* _TRY IT_
Show every line below where "BiquadCoefficients" appears.

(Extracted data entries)
::::::::::
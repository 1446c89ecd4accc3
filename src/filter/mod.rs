//! Fixed-point filter primitives.
//!
//! All evaluation runs through a single rounded [`Accumulator`] per output
//! sample and saturates before the result is stored. Coefficients come out of
//! [`design`] already normalized by `a0` with the feedback terms negated, so the
//! difference equations below only ever add.

pub mod delay_line;
pub mod design;
pub mod tables;

use crate::fixed::{mul, Accumulator, Sample, ONE, Q};

/// Coefficients of one biquad section: `[b0, b1, b2, -a1, -a2]`.
pub type BiquadCoefficients = [Sample; 5];

/// Delay history of one biquad section: `[x1, x2, y1, y2]`.
pub type BiquadState = [Sample; 4];

/// Unity-gain pass-through section.
pub const BIQUAD_IDENTITY: BiquadCoefficients = [ONE, 0, 0, 0, 0];

/// First-order IIR. `coeffs = [b0, b1, -a1]`, `state = [x1, y1]`.
#[inline]
pub fn iir1(x: Sample, coeffs: &[Sample; 3], state: &mut [Sample; 2]) -> Sample {
    let mut acc = Accumulator::rounded();
    acc.mac(coeffs[0], x);
    acc.mac(coeffs[1], state[0]);
    acc.mac(coeffs[2], state[1]);
    let y = acc.result();
    *state = [x, y];

    y
}

/// Second-order IIR. `coeffs = [b0, b1, b2, -a1, -a2]`, `state = [x1, x2, y1, y2]`.
#[inline]
pub fn iir2(x: Sample, coeffs: &BiquadCoefficients, state: &mut BiquadState) -> Sample {
    let mut acc = Accumulator::rounded();
    acc.mac(coeffs[0], x);
    acc.mac(coeffs[1], state[0]);
    acc.mac(coeffs[2], state[1]);
    acc.mac(coeffs[3], state[2]);
    acc.mac(coeffs[4], state[3]);
    let y = acc.result();
    *state = [x, state[0], y, state[2]];

    y
}

/// Third-order IIR. `coeffs = [b0, b1, b2, b3, -a1, -a2, -a3]`,
/// `state = [x1, x2, x3, y1, y2, y3]`.
#[inline]
pub fn iir3(x: Sample, coeffs: &[Sample; 7], state: &mut [Sample; 6]) -> Sample {
    let mut acc = Accumulator::rounded();
    acc.mac(coeffs[0], x);
    for (c, s) in coeffs[1..4].iter().zip(state[0..3].iter()) {
        acc.mac(*c, *s);
    }
    for (c, s) in coeffs[4..7].iter().zip(state[3..6].iter()) {
        acc.mac(*c, *s);
    }
    let y = acc.result();
    *state = [x, state[0], state[1], y, state[3], state[4]];

    y
}

/// Runs `x` through every biquad section in order.
///
/// The section count is the length of `coeffs`; `state` must be at least as long.
#[inline]
pub fn biquad_cascade(
    x: Sample,
    coeffs: &[BiquadCoefficients],
    state: &mut [BiquadState],
) -> Sample {
    coeffs
        .iter()
        .zip(state.iter_mut())
        .fold(x, |x, (c, s)| iir2(x, c, s))
}

/// Shift-register FIR over `coeffs.len()` taps.
///
/// `state` holds the previous inputs, newest first, and must be as long as `coeffs`.
#[inline]
pub fn fir(x: Sample, coeffs: &[Sample], state: &mut [Sample]) -> Sample {
    let taps = coeffs.len().min(state.len());
    if taps == 0 {
        return 0;
    }
    state.copy_within(0..taps - 1, 1);
    state[0] = x;

    let mut acc = Accumulator::rounded();
    for (c, s) in coeffs.iter().zip(state.iter()) {
        acc.mac(*c, *s);
    }

    acc.result()
}

/// FIR with its own delay history.
#[derive(Debug, Clone)]
pub struct Fir<const N: usize> {
    state: [Sample; N],
}

impl<const N: usize> Default for Fir<N> {
    fn default() -> Self {
        Self::new()
    }
}

impl<const N: usize> Fir<N> {
    pub fn new() -> Self {
        Self { state: [0; N] }
    }

    pub fn reset(&mut self) {
        self.state.fill(0);
    }

    #[inline]
    pub fn process(&mut self, x: Sample, coeffs: &[Sample; N]) -> Sample {
        fir(x, coeffs, &mut self.state)
    }
}

/// Linear interpolation between `y0` and `y1` at `frac` (Q28, `0 <= frac < 1`).
#[inline]
pub fn interp(frac: Sample, y0: Sample, y1: Sample) -> Sample {
    let mut acc = Accumulator::rounded();
    acc.mac(ONE - frac, y0);
    acc.mac(frac, y1);

    acc.result()
}

/// Second-order Lagrange interpolation through `y0`, `y1`, `y2` at distance
/// `frac` (Q28, `0 <= frac < 1`) past `y0`.
#[inline]
pub fn lagrange(frac: Sample, y0: Sample, y1: Sample, y2: Sample) -> Sample {
    let d = frac;
    let d1 = d - ONE;
    let d2 = d - 2 * ONE;

    // Basis weights at nodes 0, 1 and 2.
    let l0 = mul(d1, d2) / 2;
    let l1 = -mul(d, d2);
    let l2 = mul(d, d1) / 2;

    let mut acc = Accumulator::rounded();
    acc.mac(l0, y0);
    acc.mac(l1, y1);
    acc.mac(l2, y2);

    acc.result()
}

/// Crossfade: `dry * (1 - mix) + wet * mix`.
#[inline]
pub fn blend(dry: Sample, wet: Sample, mix: Sample) -> Sample {
    interp(mix, dry, wet)
}

/// One-pole DC blocker, `y = x - x1 + pole * y1`.
#[derive(Debug, Default, Clone)]
pub struct DcBlocker {
    pole: Sample,
    x: Sample,
    y: Sample,
}

impl DcBlocker {
    pub fn new() -> Self {
        Self::default()
    }

    pub fn init(&mut self, pole: Sample) {
        self.x = 0;
        self.y = 0;
        self.pole = pole;
    }

    #[inline]
    pub fn set_pole(&mut self, pole: Sample) {
        self.pole = pole;
    }

    #[inline]
    pub fn process(&mut self, x: Sample) -> Sample {
        let diff = (x as i64 - self.x as i64).clamp(i32::MIN as i64, i32::MAX as i64);
        let mut acc = Accumulator::from_i64((diff << Q) | (1 << (Q - 1)));
        acc.mac(self.pole, self.y);
        self.x = x;
        self.y = acc.result();

        self.y
    }
}
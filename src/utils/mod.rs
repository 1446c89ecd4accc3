//! Control-side helpers.

pub mod hysteresis_quantizer;

pub use hysteresis_quantizer::PotQuantizer;
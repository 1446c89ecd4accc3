#![doc = include_str!("../README.md")]
#![cfg_attr(not(test), no_std)]

extern crate alloc;

pub mod convolution;
pub mod effects;
pub mod error;
pub mod filter;
pub mod fixed;
pub mod nonlinear;
pub mod oversampler;
pub mod pipeline;
pub mod preset;
pub mod property;
pub mod utils;

pub use error::FlashError;
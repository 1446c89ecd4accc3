//! Tests for the filter primitives

use flexfx_dsp::filter::delay_line::DelayLine;
use flexfx_dsp::filter::*;
use flexfx_dsp::fixed::{to_fixed, Sample, HALF, ONE};

#[test]
fn identity_biquad_passes_through() {
    let mut state = [0; 4];
    for i in 0..100 {
        let x = to_fixed((i as f64 * 0.1).sin() * 0.8);
        let y = iir2(x, &BIQUAD_IDENTITY, &mut state);
        assert!((y - x).abs() <= 1);
    }
}

#[test]
fn flat_peaking_is_transparent() {
    let coeffs = design::peaking(1000.0 / 48000.0, 2.0, 0.0);
    let mut state = [0; 4];

    for i in 0..2000 {
        let x = to_fixed((i as f64 * 0.05).sin() * 0.5);
        let y = iir2(x, &coeffs, &mut state);
        assert!((y - x).abs() < to_fixed(1e-4), "sample {i}: {x} -> {y}");
    }
}

#[test]
fn lowpass_passes_dc() {
    let coeffs = design::lowpass(0.01, 0.707);
    let mut state = [0; 4];
    let mut y = 0;
    for _ in 0..5000 {
        y = iir2(HALF, &coeffs, &mut state);
    }

    assert!((y - HALF).abs() < HALF / 1000);
}

#[test]
fn first_order_lowpass_passes_dc() {
    let coeffs = design::lowpass1(0.05);
    let mut state = [0; 2];
    let mut y = 0;
    for _ in 0..2000 {
        y = iir1(HALF, &coeffs, &mut state);
    }

    assert!((y - HALF).abs() < HALF / 1000);
}

#[test]
fn dc_blocker_removes_offset() {
    let mut blocker = DcBlocker::new();
    blocker.init(to_fixed(0.999));

    let mut y = 0;
    for _ in 0..48000 {
        y = blocker.process(HALF);
    }

    assert!(y.abs() < HALF / 1000, "residual {y}");
}

#[test]
fn fir_moving_average() {
    let coeffs = [ONE / 4; 4];
    let mut fir = Fir::<4>::new();
    let outputs: Vec<Sample> = [ONE, 0, 0, 0, 0]
        .into_iter()
        .map(|x| fir.process(x, &coeffs))
        .collect();

    for y in &outputs[..4] {
        assert!((*y - ONE / 4).abs() <= 1);
    }
    assert_eq!(outputs[4], 0);
}

#[test]
fn delay_line_read() {
    let mut line = DelayLine::<16>::new();
    for i in 1..=10 {
        line.write(i * 100);
    }

    assert_eq!(line.read(1), 1000);
    assert_eq!(line.read(3), 800);
    assert_eq!(line.read_lagrange(1, 0), 1000);

    let between = line.read_lagrange(1, HALF);
    assert!((between - 950).abs() <= 1);
}

#[test]
fn blend_endpoints() {
    let dry = to_fixed(0.25);
    let wet = to_fixed(-0.5);

    assert!((blend(dry, wet, 0) - dry).abs() <= 1);
    assert!((blend(dry, wet, ONE) - wet).abs() <= 1);
    assert!((blend(dry, wet, HALF) - to_fixed(-0.125)).abs() <= 1);
}

#[test]
fn sine_table() {
    let sine = tables::sine();

    assert_eq!(sine[0], 0);
    assert!((sine[tables::TABLE_SIZE / 4] - ONE).abs() <= 1);
    assert!((sine[3 * tables::TABLE_SIZE / 4] + ONE).abs() <= 1);
}

#[test]
fn tanh_lookup() {
    let table = tables::tanh();

    for &x in &[-2.0, -0.5, 0.0, 0.25, 1.0, 3.0] {
        let y = tables::lookup_tanh(table, to_fixed(x));
        let expected = (x as f64).tanh();
        assert!(
            (flexfx_dsp::fixed::to_float(y) - expected).abs() < 1e-3,
            "tanh({x})"
        );
    }
}

#[test]
fn tonestack_is_stable() {
    let coeffs = design::tonestack(0.5, 0.5, 0.5, 1.0, 1.0, 1.0, 48000.0);
    let mut state = [0; 6];
    let mut peak = 0;

    for i in 0..48000 {
        let x = if i == 0 { HALF } else { 0 };
        let y = iir3(x, &coeffs, &mut state);
        if i > 24000 {
            peak = peak.max(y.abs());
        }
    }

    assert!(peak < HALF / 1000, "tail {peak}");
}

#[test]
fn tonestack_passes_midrange_at_sample_rate() {
    let fs = 48000.0;
    let coeffs = design::tonestack(0.5, 0.5, 0.5, 1.0, 1.0, 1.0, fs);
    let mut state = [0; 6];
    let mut peak = 0;

    for i in 0..9600 {
        let phase = 2.0 * std::f64::consts::PI * 1000.0 * i as f64 / fs;
        let y = iir3(to_fixed(0.5 * phase.sin()), &coeffs, &mut state);
        if i > 4800 {
            peak = peak.max(y.abs());
        }
    }

    let gain = peak as f64 / to_fixed(0.5) as f64;
    assert!(gain > 0.01 && gain < 1.0, "gain {gain}");
}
::::::::::
* _ANSWER TO THIS PROBLEM_
pub type BiquadCoefficients = [Sample; 5];
pub const BIQUAD_IDENTITY: BiquadCoefficients = [ONE, 0, 0, 0, 0];
pub fn iir2(x: Sample, coeffs: &BiquadCoefficients, state: &mut BiquadState) -> Sample {
    coeffs: &[BiquadCoefficients],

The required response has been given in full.